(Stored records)
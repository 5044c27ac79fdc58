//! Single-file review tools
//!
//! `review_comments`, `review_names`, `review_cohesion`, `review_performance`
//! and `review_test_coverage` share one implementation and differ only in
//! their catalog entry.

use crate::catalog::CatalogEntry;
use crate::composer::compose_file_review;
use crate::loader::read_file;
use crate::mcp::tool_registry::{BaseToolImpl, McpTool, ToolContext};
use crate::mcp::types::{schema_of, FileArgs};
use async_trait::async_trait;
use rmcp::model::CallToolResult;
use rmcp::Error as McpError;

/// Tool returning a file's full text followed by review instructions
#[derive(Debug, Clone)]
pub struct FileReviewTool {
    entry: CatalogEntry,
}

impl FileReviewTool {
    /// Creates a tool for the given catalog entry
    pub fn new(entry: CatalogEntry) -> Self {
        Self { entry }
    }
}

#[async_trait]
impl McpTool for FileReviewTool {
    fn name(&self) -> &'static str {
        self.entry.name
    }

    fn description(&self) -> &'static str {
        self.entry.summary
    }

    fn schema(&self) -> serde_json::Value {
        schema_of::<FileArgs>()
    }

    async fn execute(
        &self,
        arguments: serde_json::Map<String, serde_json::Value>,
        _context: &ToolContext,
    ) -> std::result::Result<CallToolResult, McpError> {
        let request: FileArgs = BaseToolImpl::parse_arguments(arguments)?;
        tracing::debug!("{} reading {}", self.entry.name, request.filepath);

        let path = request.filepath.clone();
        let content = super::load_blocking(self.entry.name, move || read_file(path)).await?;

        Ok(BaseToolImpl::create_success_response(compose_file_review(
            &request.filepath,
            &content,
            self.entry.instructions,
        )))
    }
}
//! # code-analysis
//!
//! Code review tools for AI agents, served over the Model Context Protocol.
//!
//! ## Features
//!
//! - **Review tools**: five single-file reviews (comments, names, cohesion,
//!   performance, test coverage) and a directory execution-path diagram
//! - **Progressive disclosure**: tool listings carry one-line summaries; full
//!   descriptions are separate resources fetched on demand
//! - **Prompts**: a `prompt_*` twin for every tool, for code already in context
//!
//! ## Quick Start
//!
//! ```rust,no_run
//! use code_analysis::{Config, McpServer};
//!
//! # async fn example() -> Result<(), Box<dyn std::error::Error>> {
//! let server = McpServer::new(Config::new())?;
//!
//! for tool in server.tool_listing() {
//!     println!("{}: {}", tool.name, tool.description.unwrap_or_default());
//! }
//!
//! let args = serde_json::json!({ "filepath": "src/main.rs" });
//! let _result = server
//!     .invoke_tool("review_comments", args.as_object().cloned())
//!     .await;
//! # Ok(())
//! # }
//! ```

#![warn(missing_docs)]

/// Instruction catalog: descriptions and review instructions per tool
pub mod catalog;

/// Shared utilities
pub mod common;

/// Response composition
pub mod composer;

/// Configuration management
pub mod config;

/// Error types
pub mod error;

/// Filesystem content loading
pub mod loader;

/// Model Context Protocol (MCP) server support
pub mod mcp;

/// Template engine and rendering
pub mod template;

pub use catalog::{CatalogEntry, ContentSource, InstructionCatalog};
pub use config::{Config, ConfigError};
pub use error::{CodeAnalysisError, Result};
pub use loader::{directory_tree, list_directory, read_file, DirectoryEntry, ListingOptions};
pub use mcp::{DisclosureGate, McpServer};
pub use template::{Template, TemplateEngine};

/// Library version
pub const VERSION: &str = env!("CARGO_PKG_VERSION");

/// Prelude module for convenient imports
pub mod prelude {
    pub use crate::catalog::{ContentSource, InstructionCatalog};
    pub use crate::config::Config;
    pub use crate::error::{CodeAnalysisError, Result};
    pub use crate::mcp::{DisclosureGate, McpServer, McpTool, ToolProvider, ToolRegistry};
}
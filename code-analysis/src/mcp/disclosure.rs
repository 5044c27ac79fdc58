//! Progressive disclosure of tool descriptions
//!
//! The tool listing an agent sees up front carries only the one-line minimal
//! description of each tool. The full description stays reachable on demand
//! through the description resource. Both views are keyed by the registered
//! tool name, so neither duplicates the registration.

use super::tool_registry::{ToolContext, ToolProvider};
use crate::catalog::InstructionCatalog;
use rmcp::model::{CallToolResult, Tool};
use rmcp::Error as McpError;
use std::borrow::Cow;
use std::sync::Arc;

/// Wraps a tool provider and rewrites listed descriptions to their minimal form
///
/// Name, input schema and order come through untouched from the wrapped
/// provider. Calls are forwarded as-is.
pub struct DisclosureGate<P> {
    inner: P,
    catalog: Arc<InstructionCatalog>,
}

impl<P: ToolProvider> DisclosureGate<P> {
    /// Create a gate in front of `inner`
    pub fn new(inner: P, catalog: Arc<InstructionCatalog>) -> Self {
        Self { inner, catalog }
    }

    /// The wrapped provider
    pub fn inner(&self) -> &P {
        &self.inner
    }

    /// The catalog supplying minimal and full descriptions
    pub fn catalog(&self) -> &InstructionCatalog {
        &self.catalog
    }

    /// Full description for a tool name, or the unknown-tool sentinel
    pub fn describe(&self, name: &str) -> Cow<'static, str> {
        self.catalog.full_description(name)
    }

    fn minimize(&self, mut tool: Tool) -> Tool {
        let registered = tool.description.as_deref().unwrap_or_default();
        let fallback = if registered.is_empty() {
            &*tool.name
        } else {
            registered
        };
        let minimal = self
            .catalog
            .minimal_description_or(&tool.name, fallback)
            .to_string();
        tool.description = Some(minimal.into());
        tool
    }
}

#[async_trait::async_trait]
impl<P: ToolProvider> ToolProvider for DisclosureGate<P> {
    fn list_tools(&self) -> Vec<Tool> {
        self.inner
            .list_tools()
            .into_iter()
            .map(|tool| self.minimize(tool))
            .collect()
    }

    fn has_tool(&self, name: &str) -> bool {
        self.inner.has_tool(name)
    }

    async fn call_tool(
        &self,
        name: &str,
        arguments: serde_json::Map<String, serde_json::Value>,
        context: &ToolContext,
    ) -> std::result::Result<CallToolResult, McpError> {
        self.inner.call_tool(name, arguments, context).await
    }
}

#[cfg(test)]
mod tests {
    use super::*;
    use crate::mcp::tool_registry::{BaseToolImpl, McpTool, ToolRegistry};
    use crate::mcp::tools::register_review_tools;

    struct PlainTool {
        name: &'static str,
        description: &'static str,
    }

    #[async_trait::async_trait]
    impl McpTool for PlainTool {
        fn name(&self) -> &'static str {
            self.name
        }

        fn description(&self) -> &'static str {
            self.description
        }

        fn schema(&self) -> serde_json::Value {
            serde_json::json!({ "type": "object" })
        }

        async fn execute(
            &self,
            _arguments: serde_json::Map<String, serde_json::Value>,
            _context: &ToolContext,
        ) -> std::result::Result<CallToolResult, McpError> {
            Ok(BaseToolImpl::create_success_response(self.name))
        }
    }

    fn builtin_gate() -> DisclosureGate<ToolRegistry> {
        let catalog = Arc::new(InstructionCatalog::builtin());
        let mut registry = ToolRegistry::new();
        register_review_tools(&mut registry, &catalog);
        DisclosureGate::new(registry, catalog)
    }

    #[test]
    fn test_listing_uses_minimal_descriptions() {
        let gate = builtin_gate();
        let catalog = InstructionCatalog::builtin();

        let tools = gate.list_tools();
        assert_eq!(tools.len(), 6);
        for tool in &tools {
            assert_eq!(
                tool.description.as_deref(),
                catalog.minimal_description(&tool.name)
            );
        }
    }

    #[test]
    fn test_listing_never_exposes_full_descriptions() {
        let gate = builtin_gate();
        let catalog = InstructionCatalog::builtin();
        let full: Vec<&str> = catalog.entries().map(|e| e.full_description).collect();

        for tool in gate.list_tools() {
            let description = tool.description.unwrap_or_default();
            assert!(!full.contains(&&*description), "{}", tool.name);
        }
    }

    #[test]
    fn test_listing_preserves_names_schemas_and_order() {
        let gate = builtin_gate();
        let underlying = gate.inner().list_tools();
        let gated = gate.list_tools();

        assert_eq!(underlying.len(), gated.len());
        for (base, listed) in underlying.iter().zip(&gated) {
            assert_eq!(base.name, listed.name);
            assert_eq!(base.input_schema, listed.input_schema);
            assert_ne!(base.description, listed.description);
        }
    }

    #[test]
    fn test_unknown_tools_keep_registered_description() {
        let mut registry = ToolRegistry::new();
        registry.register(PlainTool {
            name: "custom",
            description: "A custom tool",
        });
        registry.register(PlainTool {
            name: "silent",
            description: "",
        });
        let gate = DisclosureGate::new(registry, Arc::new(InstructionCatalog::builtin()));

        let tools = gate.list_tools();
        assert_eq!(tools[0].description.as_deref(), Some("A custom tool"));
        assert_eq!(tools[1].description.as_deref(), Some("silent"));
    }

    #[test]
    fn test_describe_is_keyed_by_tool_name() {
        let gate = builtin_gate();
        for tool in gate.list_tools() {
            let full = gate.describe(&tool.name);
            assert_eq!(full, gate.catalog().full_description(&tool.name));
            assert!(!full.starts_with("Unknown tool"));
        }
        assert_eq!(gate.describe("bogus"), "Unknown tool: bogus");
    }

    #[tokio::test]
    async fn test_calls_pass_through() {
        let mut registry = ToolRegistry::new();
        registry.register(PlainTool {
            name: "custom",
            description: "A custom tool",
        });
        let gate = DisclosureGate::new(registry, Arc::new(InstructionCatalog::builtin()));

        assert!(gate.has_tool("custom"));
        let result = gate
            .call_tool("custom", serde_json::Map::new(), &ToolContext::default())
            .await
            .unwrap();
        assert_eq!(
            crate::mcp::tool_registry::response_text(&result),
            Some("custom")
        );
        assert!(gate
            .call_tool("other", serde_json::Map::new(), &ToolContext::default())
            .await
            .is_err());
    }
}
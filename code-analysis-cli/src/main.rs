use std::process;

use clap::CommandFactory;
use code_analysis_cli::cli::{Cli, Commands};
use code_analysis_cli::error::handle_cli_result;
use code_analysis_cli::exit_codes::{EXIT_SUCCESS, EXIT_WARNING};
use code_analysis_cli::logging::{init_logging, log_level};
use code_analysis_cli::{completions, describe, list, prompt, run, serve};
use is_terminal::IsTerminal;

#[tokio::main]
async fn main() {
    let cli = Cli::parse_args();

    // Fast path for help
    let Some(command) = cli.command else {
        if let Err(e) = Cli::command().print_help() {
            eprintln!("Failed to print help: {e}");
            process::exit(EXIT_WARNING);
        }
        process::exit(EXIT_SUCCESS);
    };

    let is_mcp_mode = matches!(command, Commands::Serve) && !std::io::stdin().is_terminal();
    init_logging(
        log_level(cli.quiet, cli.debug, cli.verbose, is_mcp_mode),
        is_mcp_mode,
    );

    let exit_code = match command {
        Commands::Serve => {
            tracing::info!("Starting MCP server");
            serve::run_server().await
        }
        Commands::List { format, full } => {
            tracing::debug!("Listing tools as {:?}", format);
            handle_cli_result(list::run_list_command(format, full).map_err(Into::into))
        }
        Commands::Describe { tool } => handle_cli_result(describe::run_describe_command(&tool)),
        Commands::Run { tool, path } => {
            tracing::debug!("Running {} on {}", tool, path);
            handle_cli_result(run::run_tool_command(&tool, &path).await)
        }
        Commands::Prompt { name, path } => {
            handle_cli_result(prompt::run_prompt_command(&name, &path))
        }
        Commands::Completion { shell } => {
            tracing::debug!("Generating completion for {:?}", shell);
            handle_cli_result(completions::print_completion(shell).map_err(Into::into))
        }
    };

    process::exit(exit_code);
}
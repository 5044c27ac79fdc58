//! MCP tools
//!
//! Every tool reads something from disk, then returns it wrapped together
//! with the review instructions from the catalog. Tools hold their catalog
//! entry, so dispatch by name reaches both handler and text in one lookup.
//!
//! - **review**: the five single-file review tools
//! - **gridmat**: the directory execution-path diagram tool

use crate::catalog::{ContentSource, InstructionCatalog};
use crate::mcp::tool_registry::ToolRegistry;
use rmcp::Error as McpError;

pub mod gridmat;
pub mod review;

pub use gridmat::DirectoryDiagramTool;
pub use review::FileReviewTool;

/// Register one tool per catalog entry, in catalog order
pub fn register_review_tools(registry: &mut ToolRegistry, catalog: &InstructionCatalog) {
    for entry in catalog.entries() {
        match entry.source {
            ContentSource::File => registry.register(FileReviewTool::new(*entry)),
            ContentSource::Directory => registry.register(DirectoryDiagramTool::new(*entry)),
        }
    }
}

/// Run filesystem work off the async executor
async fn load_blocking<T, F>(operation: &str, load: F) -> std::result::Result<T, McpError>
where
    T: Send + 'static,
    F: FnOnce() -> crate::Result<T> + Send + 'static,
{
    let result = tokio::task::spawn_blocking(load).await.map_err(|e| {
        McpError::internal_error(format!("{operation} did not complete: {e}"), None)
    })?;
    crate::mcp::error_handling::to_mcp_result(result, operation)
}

ASSIGNMENT: Copy every line in the records above that contains the word "format".

REPLY:
        Commands::List { format, full } => {
            tracing::debug!("Listing tools as {:?}", format);
            handle_cli_result(list::run_list_command(format, full).map_err(Into::into))
        McpError::internal_error(format!("{operation} did not complete: {e}"), None)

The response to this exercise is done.